[Data for analysis — start]

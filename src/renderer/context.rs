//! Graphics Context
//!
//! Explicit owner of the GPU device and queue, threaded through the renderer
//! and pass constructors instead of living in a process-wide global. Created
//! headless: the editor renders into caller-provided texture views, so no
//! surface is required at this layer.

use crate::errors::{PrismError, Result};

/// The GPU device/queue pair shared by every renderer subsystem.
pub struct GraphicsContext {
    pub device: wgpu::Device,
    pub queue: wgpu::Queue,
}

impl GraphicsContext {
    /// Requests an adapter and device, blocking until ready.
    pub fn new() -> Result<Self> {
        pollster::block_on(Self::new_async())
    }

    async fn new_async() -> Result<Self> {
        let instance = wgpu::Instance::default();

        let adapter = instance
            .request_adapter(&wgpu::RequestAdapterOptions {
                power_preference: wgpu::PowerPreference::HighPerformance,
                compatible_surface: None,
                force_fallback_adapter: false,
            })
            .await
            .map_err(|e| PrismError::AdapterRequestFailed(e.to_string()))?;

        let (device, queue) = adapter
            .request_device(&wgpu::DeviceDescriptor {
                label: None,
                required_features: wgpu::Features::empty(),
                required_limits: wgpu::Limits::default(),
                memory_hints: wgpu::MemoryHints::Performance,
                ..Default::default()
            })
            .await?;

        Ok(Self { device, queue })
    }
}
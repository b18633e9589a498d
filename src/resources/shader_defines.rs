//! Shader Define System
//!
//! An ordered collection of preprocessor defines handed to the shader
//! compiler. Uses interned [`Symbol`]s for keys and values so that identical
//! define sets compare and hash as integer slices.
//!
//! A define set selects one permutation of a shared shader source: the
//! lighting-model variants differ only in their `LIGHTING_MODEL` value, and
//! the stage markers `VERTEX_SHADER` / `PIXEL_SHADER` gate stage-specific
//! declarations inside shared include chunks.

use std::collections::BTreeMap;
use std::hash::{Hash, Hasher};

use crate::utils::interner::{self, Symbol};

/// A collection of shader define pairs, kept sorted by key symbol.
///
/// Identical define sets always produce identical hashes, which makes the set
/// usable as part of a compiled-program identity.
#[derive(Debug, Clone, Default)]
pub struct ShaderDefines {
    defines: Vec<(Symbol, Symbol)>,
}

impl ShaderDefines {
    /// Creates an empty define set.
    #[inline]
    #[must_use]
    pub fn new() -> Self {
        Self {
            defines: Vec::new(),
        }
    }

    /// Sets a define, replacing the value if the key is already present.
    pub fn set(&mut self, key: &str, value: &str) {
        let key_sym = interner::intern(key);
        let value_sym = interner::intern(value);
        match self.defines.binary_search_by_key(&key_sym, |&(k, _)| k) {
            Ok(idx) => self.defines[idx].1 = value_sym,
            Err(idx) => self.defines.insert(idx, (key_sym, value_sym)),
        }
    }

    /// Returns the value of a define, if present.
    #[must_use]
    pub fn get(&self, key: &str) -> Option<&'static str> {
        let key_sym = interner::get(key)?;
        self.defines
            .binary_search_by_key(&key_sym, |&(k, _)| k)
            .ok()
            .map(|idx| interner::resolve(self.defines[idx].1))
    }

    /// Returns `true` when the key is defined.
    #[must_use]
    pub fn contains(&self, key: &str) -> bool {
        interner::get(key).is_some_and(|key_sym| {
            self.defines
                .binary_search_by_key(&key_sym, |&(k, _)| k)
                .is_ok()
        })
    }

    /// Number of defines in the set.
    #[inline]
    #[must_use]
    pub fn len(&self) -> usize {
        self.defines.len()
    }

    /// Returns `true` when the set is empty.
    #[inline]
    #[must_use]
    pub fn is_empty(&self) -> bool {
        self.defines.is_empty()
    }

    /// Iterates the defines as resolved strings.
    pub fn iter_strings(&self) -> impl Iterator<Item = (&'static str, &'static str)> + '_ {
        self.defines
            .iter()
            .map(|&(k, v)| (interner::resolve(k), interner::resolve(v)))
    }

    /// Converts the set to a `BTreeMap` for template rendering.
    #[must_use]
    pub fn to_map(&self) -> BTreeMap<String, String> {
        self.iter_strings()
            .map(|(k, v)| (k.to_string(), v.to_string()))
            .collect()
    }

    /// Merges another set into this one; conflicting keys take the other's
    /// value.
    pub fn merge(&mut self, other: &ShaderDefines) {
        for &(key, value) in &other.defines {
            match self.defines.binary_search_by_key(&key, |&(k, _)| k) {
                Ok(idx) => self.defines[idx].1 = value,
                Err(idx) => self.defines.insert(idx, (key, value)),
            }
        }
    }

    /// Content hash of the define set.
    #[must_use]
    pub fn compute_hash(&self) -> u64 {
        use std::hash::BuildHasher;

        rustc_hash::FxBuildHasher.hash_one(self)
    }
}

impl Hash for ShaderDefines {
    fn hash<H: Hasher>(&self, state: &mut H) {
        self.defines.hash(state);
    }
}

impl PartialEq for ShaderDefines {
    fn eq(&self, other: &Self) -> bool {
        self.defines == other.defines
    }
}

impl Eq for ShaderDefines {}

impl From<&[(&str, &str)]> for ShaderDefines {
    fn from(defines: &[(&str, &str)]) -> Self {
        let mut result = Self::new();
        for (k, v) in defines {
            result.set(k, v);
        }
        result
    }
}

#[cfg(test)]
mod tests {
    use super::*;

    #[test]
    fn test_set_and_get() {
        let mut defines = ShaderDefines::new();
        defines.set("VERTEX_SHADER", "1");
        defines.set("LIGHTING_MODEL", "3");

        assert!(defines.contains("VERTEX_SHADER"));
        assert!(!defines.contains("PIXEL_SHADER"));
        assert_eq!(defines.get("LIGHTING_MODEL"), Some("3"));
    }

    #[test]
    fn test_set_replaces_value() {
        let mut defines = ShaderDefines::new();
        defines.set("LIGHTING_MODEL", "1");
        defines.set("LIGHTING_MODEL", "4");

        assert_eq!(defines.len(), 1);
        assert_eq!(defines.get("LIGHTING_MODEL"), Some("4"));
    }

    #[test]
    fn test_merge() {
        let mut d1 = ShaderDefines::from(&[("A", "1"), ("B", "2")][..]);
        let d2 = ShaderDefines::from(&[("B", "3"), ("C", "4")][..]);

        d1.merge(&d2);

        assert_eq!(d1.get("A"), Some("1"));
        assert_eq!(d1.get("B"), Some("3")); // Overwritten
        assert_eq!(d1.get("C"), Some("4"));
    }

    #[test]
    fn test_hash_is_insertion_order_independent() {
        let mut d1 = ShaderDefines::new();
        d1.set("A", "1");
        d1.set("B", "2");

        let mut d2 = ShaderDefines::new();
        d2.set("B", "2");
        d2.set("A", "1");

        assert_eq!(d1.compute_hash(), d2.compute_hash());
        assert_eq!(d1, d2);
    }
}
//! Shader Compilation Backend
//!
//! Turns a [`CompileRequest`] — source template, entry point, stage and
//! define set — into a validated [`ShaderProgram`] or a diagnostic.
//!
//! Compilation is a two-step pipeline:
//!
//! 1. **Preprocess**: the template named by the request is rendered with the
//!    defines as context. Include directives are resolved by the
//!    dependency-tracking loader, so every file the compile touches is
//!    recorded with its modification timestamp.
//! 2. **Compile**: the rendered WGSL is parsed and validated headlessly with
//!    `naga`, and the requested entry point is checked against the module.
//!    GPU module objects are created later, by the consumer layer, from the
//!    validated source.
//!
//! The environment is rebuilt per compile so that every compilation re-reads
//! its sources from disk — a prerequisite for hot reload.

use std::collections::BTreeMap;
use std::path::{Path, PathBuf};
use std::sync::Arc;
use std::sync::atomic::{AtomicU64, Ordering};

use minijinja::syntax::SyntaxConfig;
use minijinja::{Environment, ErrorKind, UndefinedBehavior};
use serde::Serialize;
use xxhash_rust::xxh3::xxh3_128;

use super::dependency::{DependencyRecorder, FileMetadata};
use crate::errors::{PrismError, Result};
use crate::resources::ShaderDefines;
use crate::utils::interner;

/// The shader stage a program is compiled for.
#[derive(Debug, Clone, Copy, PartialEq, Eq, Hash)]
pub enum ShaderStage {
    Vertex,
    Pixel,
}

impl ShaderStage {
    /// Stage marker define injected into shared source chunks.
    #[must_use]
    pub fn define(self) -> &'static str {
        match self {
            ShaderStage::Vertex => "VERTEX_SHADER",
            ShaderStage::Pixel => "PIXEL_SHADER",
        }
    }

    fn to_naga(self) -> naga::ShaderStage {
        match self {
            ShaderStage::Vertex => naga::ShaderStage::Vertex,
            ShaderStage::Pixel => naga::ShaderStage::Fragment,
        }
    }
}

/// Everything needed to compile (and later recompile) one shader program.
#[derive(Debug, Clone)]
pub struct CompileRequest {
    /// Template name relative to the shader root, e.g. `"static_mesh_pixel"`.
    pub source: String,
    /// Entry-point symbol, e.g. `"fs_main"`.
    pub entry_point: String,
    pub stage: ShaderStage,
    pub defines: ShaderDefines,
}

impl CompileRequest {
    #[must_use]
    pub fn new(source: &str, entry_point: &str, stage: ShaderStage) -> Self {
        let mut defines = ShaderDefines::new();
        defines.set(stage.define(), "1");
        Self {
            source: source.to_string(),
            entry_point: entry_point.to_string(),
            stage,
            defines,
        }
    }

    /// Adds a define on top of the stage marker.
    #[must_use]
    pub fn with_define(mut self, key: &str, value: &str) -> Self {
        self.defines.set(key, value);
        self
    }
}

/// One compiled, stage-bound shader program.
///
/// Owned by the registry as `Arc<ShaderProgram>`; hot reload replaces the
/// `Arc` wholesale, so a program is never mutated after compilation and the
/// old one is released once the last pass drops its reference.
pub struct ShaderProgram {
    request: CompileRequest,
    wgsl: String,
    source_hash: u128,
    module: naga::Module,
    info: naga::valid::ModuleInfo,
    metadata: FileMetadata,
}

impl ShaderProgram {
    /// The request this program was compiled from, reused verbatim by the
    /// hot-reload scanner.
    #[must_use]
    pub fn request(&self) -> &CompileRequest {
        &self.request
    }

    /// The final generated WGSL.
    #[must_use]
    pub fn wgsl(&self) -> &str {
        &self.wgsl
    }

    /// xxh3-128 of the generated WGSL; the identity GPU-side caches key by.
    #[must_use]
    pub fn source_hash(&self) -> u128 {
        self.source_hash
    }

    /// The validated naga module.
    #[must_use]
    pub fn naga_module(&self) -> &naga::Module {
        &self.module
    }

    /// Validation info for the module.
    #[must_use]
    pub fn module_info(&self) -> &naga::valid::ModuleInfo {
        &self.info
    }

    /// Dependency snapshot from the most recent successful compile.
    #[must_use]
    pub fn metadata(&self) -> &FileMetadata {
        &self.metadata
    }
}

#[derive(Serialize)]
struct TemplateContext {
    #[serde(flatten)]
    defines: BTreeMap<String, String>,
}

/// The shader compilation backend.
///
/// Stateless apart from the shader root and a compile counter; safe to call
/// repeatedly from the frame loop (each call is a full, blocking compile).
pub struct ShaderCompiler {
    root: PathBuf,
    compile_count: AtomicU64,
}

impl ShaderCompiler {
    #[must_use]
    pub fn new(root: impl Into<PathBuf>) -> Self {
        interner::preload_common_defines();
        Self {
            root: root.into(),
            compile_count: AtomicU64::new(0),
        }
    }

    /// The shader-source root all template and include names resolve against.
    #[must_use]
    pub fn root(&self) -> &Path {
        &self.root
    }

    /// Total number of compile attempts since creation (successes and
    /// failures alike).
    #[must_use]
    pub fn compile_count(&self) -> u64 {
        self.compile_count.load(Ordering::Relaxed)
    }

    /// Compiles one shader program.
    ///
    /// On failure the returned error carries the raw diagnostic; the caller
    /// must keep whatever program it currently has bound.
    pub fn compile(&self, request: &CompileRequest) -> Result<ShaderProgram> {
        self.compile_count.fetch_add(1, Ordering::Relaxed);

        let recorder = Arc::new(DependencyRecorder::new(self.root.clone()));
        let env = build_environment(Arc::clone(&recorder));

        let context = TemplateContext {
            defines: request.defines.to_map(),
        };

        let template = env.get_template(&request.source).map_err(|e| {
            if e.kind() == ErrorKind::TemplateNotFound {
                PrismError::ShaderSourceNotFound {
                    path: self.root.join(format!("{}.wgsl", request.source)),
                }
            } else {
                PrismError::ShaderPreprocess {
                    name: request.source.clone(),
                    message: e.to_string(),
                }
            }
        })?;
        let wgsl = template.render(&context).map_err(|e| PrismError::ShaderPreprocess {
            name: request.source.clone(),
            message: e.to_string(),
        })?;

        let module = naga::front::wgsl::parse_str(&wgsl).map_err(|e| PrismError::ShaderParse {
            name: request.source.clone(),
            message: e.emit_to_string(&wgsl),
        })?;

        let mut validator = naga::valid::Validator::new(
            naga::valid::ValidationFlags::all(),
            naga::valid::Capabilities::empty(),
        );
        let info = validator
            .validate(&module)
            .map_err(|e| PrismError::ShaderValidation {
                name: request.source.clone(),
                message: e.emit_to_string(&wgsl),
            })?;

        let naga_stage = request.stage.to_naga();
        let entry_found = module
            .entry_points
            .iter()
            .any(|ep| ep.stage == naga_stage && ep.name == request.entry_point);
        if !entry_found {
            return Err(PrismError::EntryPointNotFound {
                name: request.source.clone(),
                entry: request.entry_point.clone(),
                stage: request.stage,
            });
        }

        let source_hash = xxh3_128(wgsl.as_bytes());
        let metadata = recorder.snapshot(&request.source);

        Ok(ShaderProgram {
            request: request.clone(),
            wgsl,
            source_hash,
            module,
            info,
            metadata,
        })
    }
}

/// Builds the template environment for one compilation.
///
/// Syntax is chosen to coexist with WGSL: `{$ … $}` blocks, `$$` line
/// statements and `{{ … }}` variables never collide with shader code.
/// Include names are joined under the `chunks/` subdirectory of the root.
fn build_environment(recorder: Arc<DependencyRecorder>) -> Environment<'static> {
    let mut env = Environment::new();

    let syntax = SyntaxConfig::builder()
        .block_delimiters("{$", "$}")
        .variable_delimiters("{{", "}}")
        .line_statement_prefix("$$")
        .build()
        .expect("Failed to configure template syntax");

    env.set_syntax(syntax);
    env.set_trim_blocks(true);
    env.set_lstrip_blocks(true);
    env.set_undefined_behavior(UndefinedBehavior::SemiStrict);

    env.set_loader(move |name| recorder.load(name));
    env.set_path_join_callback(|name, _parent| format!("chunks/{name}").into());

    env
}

[Data for analysis — finish]

→ What you have to do: Lines holding the word "ModuleInfo" in the entries above are the ones to pull out. Copy them all.

→ Answer to this exercise:
    info: naga::valid::ModuleInfo,
    pub fn module_info(&self) -> &naga::valid::ModuleInfo {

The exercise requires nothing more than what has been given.